◆ **Exercise**
Below are some records. Copy every line in them that holds "exists".

[Records for the exercise Boundary: Start]

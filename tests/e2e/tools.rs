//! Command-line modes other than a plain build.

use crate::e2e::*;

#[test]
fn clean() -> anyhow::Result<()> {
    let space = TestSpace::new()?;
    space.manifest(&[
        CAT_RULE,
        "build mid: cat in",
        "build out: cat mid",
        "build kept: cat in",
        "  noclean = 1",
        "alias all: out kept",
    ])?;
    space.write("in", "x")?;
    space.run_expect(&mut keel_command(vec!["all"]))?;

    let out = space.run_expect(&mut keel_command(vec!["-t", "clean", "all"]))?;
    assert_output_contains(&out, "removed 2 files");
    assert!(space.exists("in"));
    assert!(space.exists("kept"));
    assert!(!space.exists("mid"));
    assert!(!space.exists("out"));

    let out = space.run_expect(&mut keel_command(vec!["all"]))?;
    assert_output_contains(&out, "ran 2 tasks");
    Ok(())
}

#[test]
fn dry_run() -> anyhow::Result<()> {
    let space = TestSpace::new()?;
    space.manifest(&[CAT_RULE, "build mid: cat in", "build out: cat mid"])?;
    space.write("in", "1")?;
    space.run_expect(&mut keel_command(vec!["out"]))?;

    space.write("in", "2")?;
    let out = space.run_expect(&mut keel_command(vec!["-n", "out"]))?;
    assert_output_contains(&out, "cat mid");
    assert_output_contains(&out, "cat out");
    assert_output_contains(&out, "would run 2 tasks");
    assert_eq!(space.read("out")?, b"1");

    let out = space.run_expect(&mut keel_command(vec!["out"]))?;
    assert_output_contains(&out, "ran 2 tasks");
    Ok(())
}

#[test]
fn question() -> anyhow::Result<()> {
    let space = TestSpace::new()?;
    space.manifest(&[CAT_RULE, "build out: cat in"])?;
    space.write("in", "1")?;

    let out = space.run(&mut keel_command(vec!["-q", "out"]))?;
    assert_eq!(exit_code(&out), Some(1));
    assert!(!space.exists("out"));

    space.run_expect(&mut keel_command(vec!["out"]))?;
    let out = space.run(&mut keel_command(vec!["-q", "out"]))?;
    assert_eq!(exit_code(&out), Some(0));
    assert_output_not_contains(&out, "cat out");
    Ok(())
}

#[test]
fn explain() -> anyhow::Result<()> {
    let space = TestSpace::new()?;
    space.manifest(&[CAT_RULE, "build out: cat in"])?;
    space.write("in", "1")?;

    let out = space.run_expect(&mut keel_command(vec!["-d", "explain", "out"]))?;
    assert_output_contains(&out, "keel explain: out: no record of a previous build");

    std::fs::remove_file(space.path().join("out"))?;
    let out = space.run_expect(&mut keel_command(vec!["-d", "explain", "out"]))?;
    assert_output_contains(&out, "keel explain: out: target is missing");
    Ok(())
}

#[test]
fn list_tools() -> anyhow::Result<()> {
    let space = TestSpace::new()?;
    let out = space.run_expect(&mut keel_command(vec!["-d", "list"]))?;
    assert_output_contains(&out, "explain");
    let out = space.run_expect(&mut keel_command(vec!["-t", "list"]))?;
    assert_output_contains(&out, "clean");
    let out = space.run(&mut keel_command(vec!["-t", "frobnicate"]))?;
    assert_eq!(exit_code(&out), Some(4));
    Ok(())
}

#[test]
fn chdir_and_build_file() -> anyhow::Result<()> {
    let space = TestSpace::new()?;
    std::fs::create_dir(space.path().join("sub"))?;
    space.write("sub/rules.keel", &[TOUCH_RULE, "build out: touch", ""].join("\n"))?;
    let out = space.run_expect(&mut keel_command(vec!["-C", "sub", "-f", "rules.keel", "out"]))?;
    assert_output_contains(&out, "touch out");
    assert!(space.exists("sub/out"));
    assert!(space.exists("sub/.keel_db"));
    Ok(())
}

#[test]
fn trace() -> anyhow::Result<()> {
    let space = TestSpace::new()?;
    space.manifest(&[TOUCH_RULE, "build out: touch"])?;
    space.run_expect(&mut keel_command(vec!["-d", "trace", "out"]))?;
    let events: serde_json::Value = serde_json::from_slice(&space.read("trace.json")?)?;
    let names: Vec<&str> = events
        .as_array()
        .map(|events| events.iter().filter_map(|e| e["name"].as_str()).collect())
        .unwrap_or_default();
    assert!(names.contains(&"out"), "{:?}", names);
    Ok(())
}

[Records for the exercise Boundary: End]
[Records for the exercise Boundary: Start]

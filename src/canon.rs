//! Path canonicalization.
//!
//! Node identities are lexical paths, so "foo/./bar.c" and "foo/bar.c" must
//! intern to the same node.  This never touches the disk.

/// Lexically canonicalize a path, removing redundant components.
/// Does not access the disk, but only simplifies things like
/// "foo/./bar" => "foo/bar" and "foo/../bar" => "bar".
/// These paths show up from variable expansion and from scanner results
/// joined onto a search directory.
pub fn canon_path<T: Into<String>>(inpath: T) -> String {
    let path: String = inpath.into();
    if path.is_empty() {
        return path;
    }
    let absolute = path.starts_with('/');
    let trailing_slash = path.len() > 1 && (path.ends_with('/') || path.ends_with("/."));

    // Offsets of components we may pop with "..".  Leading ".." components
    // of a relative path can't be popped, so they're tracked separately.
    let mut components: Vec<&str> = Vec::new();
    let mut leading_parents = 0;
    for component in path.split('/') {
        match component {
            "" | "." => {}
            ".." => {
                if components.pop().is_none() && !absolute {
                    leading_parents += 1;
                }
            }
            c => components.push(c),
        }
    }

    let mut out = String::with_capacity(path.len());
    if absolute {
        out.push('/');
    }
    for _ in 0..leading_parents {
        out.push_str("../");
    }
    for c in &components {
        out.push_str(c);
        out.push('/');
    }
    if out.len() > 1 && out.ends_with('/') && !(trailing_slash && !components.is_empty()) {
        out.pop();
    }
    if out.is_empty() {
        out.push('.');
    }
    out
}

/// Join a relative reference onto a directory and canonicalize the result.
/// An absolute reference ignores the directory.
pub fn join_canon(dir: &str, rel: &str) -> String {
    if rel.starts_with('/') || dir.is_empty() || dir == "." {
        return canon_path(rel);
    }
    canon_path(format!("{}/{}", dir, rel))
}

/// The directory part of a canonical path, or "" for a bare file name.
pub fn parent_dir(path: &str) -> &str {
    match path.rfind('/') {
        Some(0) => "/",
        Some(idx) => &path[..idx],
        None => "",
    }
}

[Records for the exercise Boundary: End]

◆ **Response to this task**
    assert!(space.exists("in"));
    assert!(space.exists("kept"));
    assert!(!space.exists("mid"));
    assert!(!space.exists("out"));
    assert!(!space.exists("out"));
    assert!(space.exists("sub/out"));
    assert!(space.exists("sub/.keel_db"));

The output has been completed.